• [WORK ORDER]
Return every record exactly. Omit nothing.
************
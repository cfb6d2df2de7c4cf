//! Domain layer - Core types, capability traits and pure logic

pub mod embedding;
pub mod error;
pub mod index;
pub mod ingestion;
pub mod llm;
pub mod prompt;
pub mod query;
pub mod retrieval;

pub use embedding::{Embedding, EmbeddingProvider};
pub use error::{DomainError, ErrorKind};
pub use index::{IndexEntry, IndexStats, SearchHit, SimilarityMetric, VectorIndex};
pub use ingestion::{
    BatchIngestionResult, Chunk, ChunkId, ChunkingConfig, ChunkingStrategy, DocumentId,
    DocumentMetadata, DocumentParser, IngestionConfig, IngestionError, IngestionResult,
    IngestionStatus, PageText, ParsedDocument, ParserInput, ParserType,
};
pub use llm::{LlmProvider, LlmRequest, LlmRequestBuilder, LlmResponse, Usage};
pub use prompt::{AssembledPrompt, PromptAssembler};
pub use query::{Answer, Citation, GenerationOptions, HistoryRole, HistoryTurn, QueryConfig};
pub use retrieval::{RetrievedChunk, RetrievedContext, Retriever};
************
• [WRITTEN SOLUTION]
repository cfb6d2df2de7c4cf
//! Domain layer - Core types, capability traits and pure logic

pub mod embedding;
pub mod error;
pub mod index;
pub mod ingestion;
pub mod llm;
pub mod prompt;
pub mod query;
pub mod retrieval;

pub use embedding::{Embedding, EmbeddingProvider};
pub use error::{DomainError, ErrorKind};
pub use index::{IndexEntry, IndexStats, SearchHit, SimilarityMetric, VectorIndex};
pub use ingestion::{
    BatchIngestionResult, Chunk, ChunkId, ChunkingConfig, ChunkingStrategy, DocumentId,
    DocumentMetadata, DocumentParser, IngestionConfig, IngestionError, IngestionResult,
    IngestionStatus, PageText, ParsedDocument, ParserInput, ParserType,
};
pub use llm::{LlmProvider, LlmRequest, LlmRequestBuilder, LlmResponse, Usage};
pub use prompt::{AssembledPrompt, PromptAssembler};
pub use query::{Answer, Citation, GenerationOptions, HistoryRole, HistoryTurn, QueryConfig};
pub use retrieval::{RetrievedChunk, RetrievedContext, Retriever};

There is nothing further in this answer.